Saturday, June 7, 2014

Just A Day

The other day, I sent my husband a text message every four hours, letting him know what I'd done.  This probably sounds ridiculous, but I hate the fact that he comes home after ten days and it looks like I've done nothing at all except keep two kids and 50 animals alive. I needed for him to know that I don't actually sit around doing nothing - it just looks like I do.

Any worthwhile wife would be able to manage all that I do - and more- without getting overwhelmed. But I wasn't raised to be independent or capable, and mostly I just feel like there is more to do each day than there are hours to do it in. If I was better at managing my time, or if I wasn't so slow and lazy and weak and helpless, I'd be so much better at this. I'm getting better as years go by, but I'm still pretty much a failure.

Here's what I did on that "average" day:

4 am to 8 am: Worked out for 20 minutes (I'm getting so fat it's kind of disgusting), made zucchini bread and fruit salad, washed and dried a load of laundry, changed the cat litter, cleaned the laundry room, milked the cow and turned her out (turning her out involves wrangling a calf, which isn't always easy), milked the goats, strained the milk,fed the foundering horse, drained the side roll, added a wheel, moved it, weeded a garden bed, and washed the dishes, hooked up a hose and started watering the lawn. Oh - and parented.

8 am to 12 pm: Planted beets, folded and put away the laundry, taught math, English and reading, made German potato salad, cole slaw and pudding for dinner, tacos for lunch, cleaned up the kitchen and washed the dishes, moved the water... and parented.

12pm to 4 pm: Helped one kid finish a 4H record book, cleaned and organized the playroom, made a batch of brownies, made butter, moved the water, made 4H phone calls while folding more laundry, vacuumed a few rooms, ran for 20 minutes, and parented.

4pm to 8 pm: Taught a 4H crochet class, moved the water, moved the side roll, fed and separated all the animals, disposed of 4 dead baby rabbits, filled a horse trough, wrangled a calf, made dinner, weeded two garden beds and planted out the melon plants, listened to two Poultry speeches, washed dinner dishes, cleaned the kitchen... and parented.

From 8 pm to 10 pm I put the kids in bed, showered, finished cleaning up, graded school work, read a book for The Oldest, and then finally got to bed, only to start again in 6 hours.

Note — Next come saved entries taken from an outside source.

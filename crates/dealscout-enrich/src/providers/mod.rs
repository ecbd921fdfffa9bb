//! Enrichment provider implementations.

pub mod common;
pub mod google;
pub mod openai;

pub use google::GoogleSearch;
pub use openai::OpenAiMatchScorer;
//! `OpenAI` vision match scorer.

use super::common::{api_error, build_http_client, require};
use crate::error::{EnrichError, Result};
use crate::provider::MatchScorer;
use crate::verdict::MatchVerdict;
use async_trait::async_trait;
use base64::Engine;
use dealscout_core::EnrichmentConfig;
use reqwest::Client;
use serde::{Deserialize, Serialize};

const PROVIDER: &str = "openai";

/// Scores a marketplace page screenshot against a product query using a
/// vision-capable chat completions model.
pub struct OpenAiMatchScorer {
    api_key: String,
    model: String,
    client: Client,
    endpoint: String,
}

impl OpenAiMatchScorer {
    /// Create a scorer with the given API key and the default model.
    ///
    /// # Errors
    /// Returns error if the HTTP client cannot be created.
    pub fn new(api_key: impl Into<String>) -> Result<Self> {
        let defaults = EnrichmentConfig::default();
        Ok(Self {
            api_key: api_key.into(),
            model: defaults.scoring_model,
            client: build_http_client(Some(60))?,
            endpoint: defaults.scoring_endpoint,
        })
    }

    /// Create a scorer from enrichment settings.
    ///
    /// # Errors
    /// Returns `NotConfigured` if the API key is missing.
    pub fn from_config(config: &EnrichmentConfig) -> Result<Self> {
        let api_key = require(config.scoring_api_key.as_deref(), "OPENAI_API_KEY")?;
        Ok(Self::new(api_key)?
            .with_model(&config.scoring_model)
            .with_endpoint(&config.scoring_endpoint))
    }

    /// Use a different model.
    #[must_use]
    pub fn with_model(mut self, model: impl Into<String>) -> Self {
        self.model = model.into();
        self
    }

    /// Point the scorer at a different chat completions endpoint.
    #[must_use]
    pub fn with_endpoint(mut self, endpoint: impl Into<String>) -> Self {
        self.endpoint = endpoint.into();
        self
    }

    fn to_api_request(&self, query: &str, screenshot: &[u8]) -> ChatRequest {
        let image = base64::engine::general_purpose::STANDARD.encode(screenshot);
        ChatRequest {
            model: self.model.clone(),
            messages: vec![ChatMessage {
                role: "user",
                content: vec![
                    ContentPart::Text {
                        text: prompt(query),
                    },
                    ContentPart::ImageUrl {
                        image_url: ImageUrl {
                            url: format!("data:image/png;base64,{image}"),
                        },
                    },
                ],
            }],
        }
    }
}

fn prompt(query: &str) -> String {
    format!(
        "Does this product name, {query}, match the product shown in the screenshot? \
         If so, what is its price on this page?\n\
         Respond only with JSON in the following format:\n\
         {{\"id\": \"Product ID\", \"price\": \"Price\", \"match\": \"Match Percentage Estimate\"}}"
    )
}

#[async_trait]
impl MatchScorer for OpenAiMatchScorer {
    async fn score(&self, query: &str, screenshot: &[u8]) -> Result<MatchVerdict> {
        let request = self.to_api_request(query, screenshot);

        let response = self
            .client
            .post(&self.endpoint)
            .bearer_auth(&self.api_key)
            .json(&request)
            .send()
            .await?;

        if !response.status().is_success() {
            return Err(api_error(PROVIDER, response).await);
        }

        let body: ChatResponse = response.json().await.map_err(|e| EnrichError::ParseError {
            provider: PROVIDER.to_string(),
            message: format!("Failed to parse response: {e}"),
        })?;

        let content = body
            .choices
            .into_iter()
            .next()
            .and_then(|choice| choice.message.content)
            .ok_or_else(|| EnrichError::ParseError {
                provider: PROVIDER.to_string(),
                message: "no choices in response".to_string(),
            })?;

        MatchVerdict::from_content(&content).map_err(|e| {
            tracing::warn!("Malformed match verdict {:?}: {}", content, e);
            EnrichError::ParseError {
                provider: PROVIDER.to_string(),
                message: e.to_string(),
            }
        })
    }

    fn provider_id(&self) -> &'static str {
        PROVIDER
    }
}

// Chat completions API types

#[derive(Debug, Serialize)]
struct ChatRequest {
    model: String,
    messages: Vec<ChatMessage>,
}

#[derive(Debug, Serialize)]
struct ChatMessage {
    role: &'static str,
    content: Vec<ContentPart>,
}

#[derive(Debug, Serialize)]
#[serde(tag = "type", rename_all = "snake_case")]
enum ContentPart {
    Text { text: String },
    ImageUrl { image_url: ImageUrl },
}

#[derive(Debug, Serialize)]
struct ImageUrl {
    url: String,
}

#[derive(Debug, Deserialize)]
struct ChatResponse {
    choices: Vec<ChatChoice>,
}

#[derive(Debug, Deserialize)]
struct ChatChoice {
    message: ChatChoiceMessage,
}

#[derive(Debug, Deserialize)]
struct ChatChoiceMessage {
    content: Option<String>,
}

It seems like a lot when I type it all out like that, but when I'm actually doing it, it seems like I ought to be moving faster, finding time to do so many more things. I just move too slowly, I think. Most women would be able to do that and still find time for the things I didn't have time to do - sew a nightgown, call a loved one, plant corn, shovel the corral, read a story to the kids.

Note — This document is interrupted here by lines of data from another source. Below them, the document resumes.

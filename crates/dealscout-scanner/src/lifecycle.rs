//! Per-scraper lifecycle: `Idle → Running → (Stopping) → Idle`.
//!
//! Each run is one tokio task with its own cancellation token. Cleanup and
//! the terminal status callback happen on every exit path, including a
//! panicking routine.

use crate::error::{Result, ScanError, ScrapeError};
use crate::pipeline::Admission;
use crate::records::DiscoveredRecord;
use async_trait::async_trait;
use dealscout_browser::{PageDriver, PageSession};
use dealscout_core::{ProxyEndpoint, Site, SiteId};
use dealscout_proxy::ProxyPool;
use futures::FutureExt;
use std::panic::AssertUnwindSafe;
use std::sync::{Arc, Mutex, PoisonError};
use tokio::sync::watch;
use tokio_util::sync::CancellationToken;

/// Site-specific browsing routine driven by a [`ScraperLifecycle`].
#[async_trait]
pub trait SiteRoutine: Send + 'static {
    /// Site this routine scrapes
    fn site(&self) -> &SiteId;

    /// Run to completion. Should call [`ScrapeContext::checkpoint`] between
    /// steps so a stop request is observed.
    async fn run(&mut self, ctx: &mut ScrapeContext) -> std::result::Result<(), ScrapeError>;
}

/// Receives newly found records. Called from scraper tasks concurrently.
pub trait DiscoverySink: Send + Sync {
    /// Offer a record for enrichment and merging.
    fn on_discovered(&self, record: DiscoveredRecord) -> Admission;
}

/// Receives running/idle transitions.
pub trait StatusObserver: Send + Sync {
    /// `running` is true on start and false once the run has fully ended.
    fn on_status_changed(&self, site: &SiteId, running: bool);
}

struct NoopStatus;

impl StatusObserver for NoopStatus {
    fn on_status_changed(&self, _site: &SiteId, _running: bool) {}
}

/// Lifecycle state of one scraper.
#[derive(Debug, Clone, Copy, PartialEq, Eq, Default)]
pub enum ScraperState {
    /// Not running
    #[default]
    Idle,
    /// Task active
    Running,
    /// Stop requested, task still winding down
    Stopping,
}

/// How the last run ended.
#[derive(Debug, Clone, PartialEq, Eq)]
pub enum RunOutcome {
    /// Routine returned normally
    Completed,
    /// Stopped after a bad proxy; restart to draw a fresh one
    BadProxy,
    /// Stopped on request
    Cancelled,
    /// Any other error or a panic
    Failed(String),
}

/// Collaborators handed to a running [`SiteRoutine`].
pub struct ScrapeContext {
    site: Site,
    pool: Arc<ProxyPool>,
    driver: Arc<dyn PageDriver>,
    sink: Arc<dyn DiscoverySink>,
    cancel: CancellationToken,
    session: Option<Box<dyn PageSession>>,
    proxy: Option<ProxyEndpoint>,
    emitted: usize,
}

impl ScrapeContext {
    fn new(
        site: Site,
        pool: Arc<ProxyPool>,
        driver: Arc<dyn PageDriver>,
        sink: Arc<dyn DiscoverySink>,
        cancel: CancellationToken,
    ) -> Self {
        Self {
            site,
            pool,
            driver,
            sink,
            cancel,
            session: None,
            proxy: None,
            emitted: 0,
        }
    }

    /// Site being scraped.
    #[must_use]
    pub fn site(&self) -> &Site {
        &self.site
    }

    /// Draw a proxy for this site. `None` means run without one.
    #[must_use]
    pub fn acquire_proxy(&self) -> Option<ProxyEndpoint> {
        self.pool.acquire(&self.site.id).map(|proxy| proxy.endpoint)
    }

    /// Proxy the current session was launched with.
    #[must_use]
    pub fn proxy(&self) -> Option<&ProxyEndpoint> {
        self.proxy.as_ref()
    }

    /// Open a page session, closing any previous one.
    pub async fn launch(
        &mut self,
        proxy: Option<ProxyEndpoint>,
    ) -> std::result::Result<&mut (dyn PageSession + 'static), ScrapeError> {
        self.close_session().await;
        let session = self.driver.open_session(proxy.as_ref()).await?;
        self.proxy = proxy;
        Ok(&mut **self.session.insert(session))
    }

    /// The open session.
    pub fn session(&mut self) -> std::result::Result<&mut (dyn PageSession + 'static), ScrapeError> {
        self.session
            .as_deref_mut()
            .ok_or_else(|| ScrapeError::Other("no browser session launched".to_string()))
    }

    /// Navigate the session to the site's home page.
    ///
    /// If this fails while routed through a proxy, the proxy is reported to
    /// the pool and `BadProxy` is returned.
    pub async fn go_home(&mut self) -> std::result::Result<(), ScrapeError> {
        let url = self.site.base_url.clone();
        let Err(e) = self.session()?.navigate(&url).await else {
            return Ok(());
        };

        match self.proxy.clone() {
            Some(proxy) => {
                tracing::warn!("Initial navigation to {} via {} failed: {}", url, proxy, e);
                self.pool.report_failure(&proxy, &self.site.id).await;
                Err(ScrapeError::BadProxy {
                    proxy,
                    site: self.site.id.clone(),
                })
            }
            None => Err(ScrapeError::Browser(e)),
        }
    }

    /// Hand a found record to the discovery sink.
    pub fn emit(&mut self, record: DiscoveredRecord) -> Admission {
        self.emitted += 1;
        self.sink.on_discovered(record)
    }

    /// Records emitted so far in this run.
    #[must_use]
    pub fn emitted(&self) -> usize {
        self.emitted
    }

    /// Cooperative yield point. Returns `Cancelled` once stop is requested.
    pub async fn checkpoint(&mut self) -> std::result::Result<(), ScrapeError> {
        tokio::task::yield_now().await;
        if self.cancel.is_cancelled() {
            return Err(ScrapeError::Cancelled);
        }
        Ok(())
    }

    /// Whether stop has been requested.
    #[must_use]
    pub fn is_cancelled(&self) -> bool {
        self.cancel.is_cancelled()
    }

    async fn close_session(&mut self) {
        if let Some(session) = self.session.take() {
            if let Err(e) = session.close().await {
                tracing::warn!("Failed to close session for {}: {}", self.site.id, e);
            }
        }
        self.proxy = None;
    }
}

struct Control {
    state: ScraperState,
    cancel: CancellationToken,
    done: Option<watch::Receiver<bool>>,
    last_outcome: Option<RunOutcome>,
}

/// Start/stop control for one site routine.
pub struct ScraperLifecycle {
    site: Site,
    routine: Arc<tokio::sync::Mutex<Box<dyn SiteRoutine>>>,
    pool: Arc<ProxyPool>,
    driver: Arc<dyn PageDriver>,
    sink: Arc<dyn DiscoverySink>,
    status: Arc<dyn StatusObserver>,
    control: Arc<Mutex<Control>>,
}

impl ScraperLifecycle {
    /// Wrap `routine`. Its site must be known to `pool`.
    pub fn new(
        routine: Box<dyn SiteRoutine>,
        pool: Arc<ProxyPool>,
        driver: Arc<dyn PageDriver>,
        sink: Arc<dyn DiscoverySink>,
    ) -> Result<Self> {
        let site = pool
            .site(routine.site())
            .cloned()
            .ok_or_else(|| ScanError::UnknownSite(routine.site().clone()))?;

        Ok(Self {
            site,
            routine: Arc::new(tokio::sync::Mutex::new(routine)),
            pool,
            driver,
            sink,
            status: Arc::new(NoopStatus),
            control: Arc::new(Mutex::new(Control {
                state: ScraperState::Idle,
                cancel: CancellationToken::new(),
                done: None,
                last_outcome: None,
            })),
        })
    }

    /// Report transitions to `observer`.
    #[must_use]
    pub fn with_status_observer(mut self, observer: Arc<dyn StatusObserver>) -> Self {
        self.status = observer;
        self
    }

    /// Site this scraper runs against.
    #[must_use]
    pub fn site(&self) -> &Site {
        &self.site
    }

    /// Current state.
    #[must_use]
    pub fn state(&self) -> ScraperState {
        self.lock().state
    }

    /// Outcome of the most recent finished run.
    #[must_use]
    pub fn last_outcome(&self) -> Option<RunOutcome> {
        self.lock().last_outcome.clone()
    }

    /// Start a run in the background.
    ///
    /// Must be called from within a tokio runtime.
    pub fn start(&self) -> Result<()> {
        let mut control = self.lock();
        if control.state != ScraperState::Idle {
            return Err(ScanError::AlreadyRunning {
                site: self.site.id.clone(),
            });
        }

        let cancel = CancellationToken::new();
        let (done_tx, done_rx) = watch::channel(false);
        control.state = ScraperState::Running;
        control.cancel = cancel.clone();
        control.done = Some(done_rx);

        let site = self.site.clone();
        let routine = self.routine.clone();
        let ctx = ScrapeContext::new(
            site.clone(),
            self.pool.clone(),
            self.driver.clone(),
            self.sink.clone(),
            cancel,
        );
        let status = self.status.clone();
        let control_handle = self.control.clone();

        tracing::info!("Starting scraper for {}", site.id);
        tokio::spawn(async move {
            report_status(&*status, &site.id, true);

            let outcome = run_once(routine, ctx).await;
            log_outcome(&site.id, &outcome);

            {
                let mut control = control_handle.lock().unwrap_or_else(PoisonError::into_inner);
                control.state = ScraperState::Idle;
                control.last_outcome = Some(outcome);
            }
            report_status(&*status, &site.id, false);
            let _ = done_tx.send(true);
        });

        Ok(())
    }

    /// Request a cooperative stop and wait for the run to end.
    ///
    /// No-op when idle. An in-flight external call is allowed to finish.
    pub async fn stop(&self) {
        let done = {
            let mut control = self.lock();
            if control.state == ScraperState::Idle {
                return;
            }
            tracing::info!("Stopping scraper for {}", self.site.id);
            control.state = ScraperState::Stopping;
            control.cancel.cancel();
            control.done.clone()
        };
        wait_done(done).await;
    }

    /// Wait for the current run, if any, to end without requesting a stop.
    pub async fn wait(&self) {
        let done = self.lock().done.clone();
        wait_done(done).await;
    }

    fn lock(&self) -> std::sync::MutexGuard<'_, Control> {
        self.control.lock().unwrap_or_else(PoisonError::into_inner)
    }
}

impl std::fmt::Debug for ScraperLifecycle {
    fn fmt(&self, f: &mut std::fmt::Formatter<'_>) -> std::fmt::Result {
        f.debug_struct("ScraperLifecycle")
            .field("site", &self.site.id)
            .field("state", &self.state())
            .finish_non_exhaustive()
    }
}

/// Run the routine, always closing the session afterwards.
async fn run_once(
    routine: Arc<tokio::sync::Mutex<Box<dyn SiteRoutine>>>,
    mut ctx: ScrapeContext,
) -> RunOutcome {
    let result = {
        let mut routine = routine.lock().await;
        AssertUnwindSafe(routine.run(&mut ctx)).catch_unwind().await
    };

    ctx.close_session().await;
    tracing::debug!("Scraper for {} emitted {} records", ctx.site.id, ctx.emitted);

    match result {
        Ok(Ok(())) => RunOutcome::Completed,
        Ok(Err(ScrapeError::Cancelled)) => RunOutcome::Cancelled,
        Ok(Err(ScrapeError::BadProxy { .. })) => RunOutcome::BadProxy,
        Ok(Err(e)) => RunOutcome::Failed(e.to_string()),
        Err(panic) => RunOutcome::Failed(format!("routine panicked: {}", panic_message(&*panic))),
    }
}

/// Observer panics are logged so the lifecycle still reaches `Idle`.
fn report_status(status: &dyn StatusObserver, site: &SiteId, running: bool) {
    let notify = AssertUnwindSafe(|| status.on_status_changed(site, running));
    if std::panic::catch_unwind(notify).is_err() {
        tracing::error!("Status observer panicked for {}", site);
    }
}

fn log_outcome(site: &SiteId, outcome: &RunOutcome) {
    match outcome {
        RunOutcome::Completed => tracing::info!("Scraper for {} completed", site),
        RunOutcome::Cancelled => tracing::info!("Scraper for {} stopped", site),
        RunOutcome::BadProxy => {
            tracing::warn!("Scraper for {} stopped on a bad proxy", site);
        }
        RunOutcome::Failed(reason) => tracing::error!("Scraper for {} failed: {}", site, reason),
    }
}

fn panic_message(panic: &(dyn std::any::Any + Send)) -> &str {
    panic
        .downcast_ref::<&str>()
        .copied()
        .or_else(|| panic.downcast_ref::<String>().map(String::as_str))
        .unwrap_or("unknown panic")
}

async fn wait_done(done: Option<watch::Receiver<bool>>) {
    if let Some(mut done) = done {
        // A dropped sender means the task is gone either way
        let _ = done.wait_for(|finished| *finished).await;
    }
}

I wish I could say I feel like I've accomplished enough for one day, but I'm constantly searching for just a couple more hours. I'm sure they're there... I just need to learn how to find them. Day by day, I learn to be a bit more capable, and a little less lazy. But it's not a fast process. The awful days are the ones when something happens that I can't control - a sick kid or animal, a failure in the irrigation system, or any number of other things that find a way of sneaking up on me. Some day I'll have it all together. Until then, I'll struggle along, wishing I was able to do so much more than I am right now.

Friday, June 6, 2014

Flower Garden Chatter: When She Grows Up

Littlest One is a Flower Gardener. I do not understand this. If I am going to spend my precious time tending a plant, it darn well better produce something for me to eat. She, however, places an exceptional amount of importance on Beautiful Things. Her flowers have names. She talks about them like they are people. She reports every few days who is blooming, who has buds, who looks a little sad this year. Growing Beautiful Things is her heart's desire when it comes to gardening. And so, I decided I have two options: I can ignore her, let her do what she does, and go work in my own ("important") veggie garden, or I can suck it up and work with her, weeding and pruning and planting perennials. I chose the latter.

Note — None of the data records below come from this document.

//! Dealscout Enrich - clients for the enrichment lookup.
//!
//! Enrichment is two external calls per record:
//!
//! ```text
//! search query → SearchProvider → best-match URL
//!                                      ↓ (page rendered and captured by caller)
//! MatchVerdict ← MatchScorer ← screenshot + search query
//! ```
//!
//! Both calls are behind traits so the pipeline can be exercised with fakes.

#![warn(missing_docs)]
#![warn(clippy::all)]
#![warn(clippy::pedantic)]
#![allow(clippy::module_name_repetitions)]
#![allow(clippy::missing_errors_doc)]
#![allow(clippy::missing_panics_doc)]

pub mod error;
pub mod provider;
pub mod providers;
pub mod verdict;

pub use error::{EnrichError, Result};
pub use provider::{MatchScorer, SearchProvider};
pub use providers::{GoogleSearch, OpenAiMatchScorer};
pub use verdict::{parse_price, MatchVerdict};
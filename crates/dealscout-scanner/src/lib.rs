//! Dealscout Scanner - scraper lifecycle and the discovery pipeline.
//!
//! Discovery scrapers run as independent tasks, each drawing proxies from
//! a shared [`dealscout_proxy::ProxyPool`] and emitting records into a
//! [`DiscoveryPipeline`]. The pipeline deduplicates, queues, and drives a
//! single enrichment worker that looks each record up on a marketplace.
//!
//! ```text
//! ScraperLifecycle ─┐
//! ScraperLifecycle ─┼─ on_discovered ─→ queue ─→ enrichment worker ─→ RecordStore
//! ScraperLifecycle ─┘                    (one active at a time)
//! ```
//!
//! Failures stay local: a scraper failure ends that scraper's run, and an
//! enrichment failure leaves one record unenriched.

#![warn(missing_docs)]
#![warn(clippy::all)]
#![warn(clippy::pedantic)]
#![allow(clippy::module_name_repetitions)]
#![allow(clippy::missing_errors_doc)]
#![allow(clippy::missing_panics_doc)]

pub mod enricher;
pub mod error;
pub mod lifecycle;
pub mod pipeline;
pub mod records;

pub use enricher::MarketplaceEnricher;
pub use error::{Result, ScanError, ScrapeError};
pub use lifecycle::{
    DiscoverySink, RunOutcome, ScrapeContext, ScraperLifecycle, ScraperState, SiteRoutine,
    StatusObserver,
};
pub use pipeline::{Admission, DiscoveryPipeline, Enricher, MergeObserver, PipelineStats};
pub use records::{DiscoveredRecord, EnrichmentResult, RecordStore};
//! JSON persistence of the proxy list between runs.

use crate::error::Result;
use crate::proxy::Proxy;
use std::io::ErrorKind;
use std::path::{Path, PathBuf};

/// Reads and writes the proxy snapshot file.
///
/// The file is a JSON array with one entry per proxy: host, port,
/// per-site status map and alert flag.
#[derive(Debug, Clone)]
pub struct SnapshotStore {
    path: PathBuf,
}

impl SnapshotStore {
    /// Create a store backed by `path`.
    pub fn new(path: impl Into<PathBuf>) -> Self {
        Self { path: path.into() }
    }

    /// Location of the snapshot file.
    #[must_use]
    pub fn path(&self) -> &Path {
        &self.path
    }

    /// Write the snapshot, replacing any previous file.
    ///
    /// The new contents are written to a sibling temp file and renamed
    /// into place so readers never see a truncated file.
    pub async fn save(&self, proxies: &[Proxy]) -> Result<()> {
        if let Some(parent) = self.path.parent() {
            if !parent.as_os_str().is_empty() {
                tokio::fs::create_dir_all(parent).await?;
            }
        }

        let contents = serde_json::to_vec_pretty(proxies)?;
        let tmp_path = self.path.with_extension("json.tmp");
        tokio::fs::write(&tmp_path, contents).await?;
        tokio::fs::rename(&tmp_path, &self.path).await?;

        tracing::debug!(
            "Saved {} proxies to {}",
            proxies.len(),
            self.path.display()
        );
        Ok(())
    }

    /// Read the snapshot. A missing file is `Ok(None)`.
    pub async fn load(&self) -> Result<Option<Vec<Proxy>>> {
        let contents = match tokio::fs::read(&self.path).await {
            Ok(contents) => contents,
            Err(e) if e.kind() == ErrorKind::NotFound => return Ok(None),
            Err(e) => return Err(e.into()),
        };
        let proxies = serde_json::from_slice(&contents)?;
        Ok(Some(proxies))
    }
}
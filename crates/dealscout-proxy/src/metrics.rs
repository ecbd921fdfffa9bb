//! Read-side health and coverage statistics over the proxy pool.

use crate::proxy::{Health, Proxy};
use dealscout_core::{ProxyEndpoint, Site, SiteId};
use serde::{Deserialize, Serialize};
use std::collections::BTreeMap;

/// Coverage of one site across the pool.
#[derive(Debug, Clone, Copy, Default, PartialEq, Eq, Serialize, Deserialize)]
pub struct SiteMetrics {
    /// Proxies whose last probe loaded the site
    pub working: usize,
    /// Proxies known to fail for the site
    pub failed: usize,
    /// Proxies in the pool
    pub total: usize,
}

/// Point-in-time statistics pushed to observers after every snapshot save.
#[derive(Debug, Clone, Default, PartialEq, Eq, Serialize, Deserialize)]
pub struct ProxyMetrics {
    /// Proxies in the pool
    pub total_proxies: usize,
    /// Per-site coverage; every known site has an entry
    pub per_site: BTreeMap<SiteId, SiteMetrics>,
}

impl ProxyMetrics {
    /// Derive metrics from a proxy list.
    #[must_use]
    pub fn compute(proxies: &[Proxy], sites: &[Site]) -> Self {
        let total_proxies = proxies.len();
        let mut per_site: BTreeMap<SiteId, SiteMetrics> = sites
            .iter()
            .map(|site| {
                (
                    site.id.clone(),
                    SiteMetrics {
                        total: total_proxies,
                        ..SiteMetrics::default()
                    },
                )
            })
            .collect();

        for proxy in proxies {
            for (site, metrics) in &mut per_site {
                match proxy.health(site) {
                    Health::Working => metrics.working += 1,
                    Health::Failed => metrics.failed += 1,
                    Health::Unknown => {}
                }
            }
        }

        Self {
            total_proxies,
            per_site,
        }
    }

    /// Coverage for one site, if it is known.
    #[must_use]
    pub fn site(&self, site: &SiteId) -> Option<&SiteMetrics> {
        self.per_site.get(site)
    }
}

/// Receives pool events. Called synchronously from whichever task
/// triggered the save, so implementations must be cheap and thread-safe.
pub trait PoolObserver: Send + Sync {
    /// Metrics were recomputed after a snapshot save or restore.
    fn on_metrics(&self, _metrics: &ProxyMetrics) {}

    /// A proxy's alert flag was raised for `site`.
    fn on_alert(&self, _proxy: &ProxyEndpoint, _site: &SiteId) {}
}

/// Observer that ignores every event.
#[derive(Debug, Default, Clone, Copy)]
pub struct NoopObserver;

impl PoolObserver for NoopObserver {}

So we were out working in the flower garden today, and she was chattering away. Gardening is the best time to listen to kids. They love to talk while they work. They will pour out every single thought that runs through their mind as they pull weeds. So I sat and listened - it might generally be mundane, but I'm glad she feels like she can just tell me what she's thinking. It'd be even better if we can keep that up for the next ten or twelve years, and I figure this is a good place to practice.

Today's topic of conversation: What Littlest One Wants To Be When She Grows Up. Apparently, she puts a lot of thought into this. I mean, a lot. And that bad part is, she doesn't believe me when I remind her that she can't be fifteen different things. If she's going to realize every dream she has for occupations, she's going to be in college until she's 80.

She wants to be a doctor, because she wants to help sick people get better. She wants to be a police officer, because she wants to make sure the bad guys get in trouble for doing bad things (which may or may not involve wrestling them to the ground, and/or carrying a gun, both of which she is not opposed to.) She wants to be a horse trainer and a professional barrel racer. She wants to be a teacher so she can teach kids how to like math. She wants to work at a daycare so she can take care of babies. She wants to be a professional ballerina. She wants to be a farmer and raise food and can it. And she wants to raise dairy goats and beef cattle. She wants to be a 4-H leader and she wants to feed homeless people. She wants to be a park ranger so she can help protect the plants and animals. She'd also like to work at McDonald's so she can have all the chicken nuggets she wants.

I was listening, amused, thinking at least my kid's pretty well rounded, with so many interests, even if her plans are more than a little far-fetched.

The Oldest was listening in as well. And when Littlest One finished listing the things she intends to do when she's grown up, The Oldest had one thing to say: "What you really want to be is just a mom. You can take care of babies, teach them math, get them in trouble when they are bad, dance with them and ride horses with them and you can farm and take care of animals. And you don't even have to go to college to be a mom. You can just start when you're 25."

Ahh, Oldest One. You wise, sweet, wonderful little girl.

For that brief moment, it almost seemed like she actually realizes all that I do, in this world where I feel like they don't see a thing that I accomplish.

Yes, being a mom fulfills every dream, if you just let it. It takes a little bit of thinking outside the box, more energy than any single person will ever actually have... but you get to do SO MUCH. And you get to do it while serving the family that you love. And even better, as those little ones grow up, they maybe even start appreciating it, just a little bit.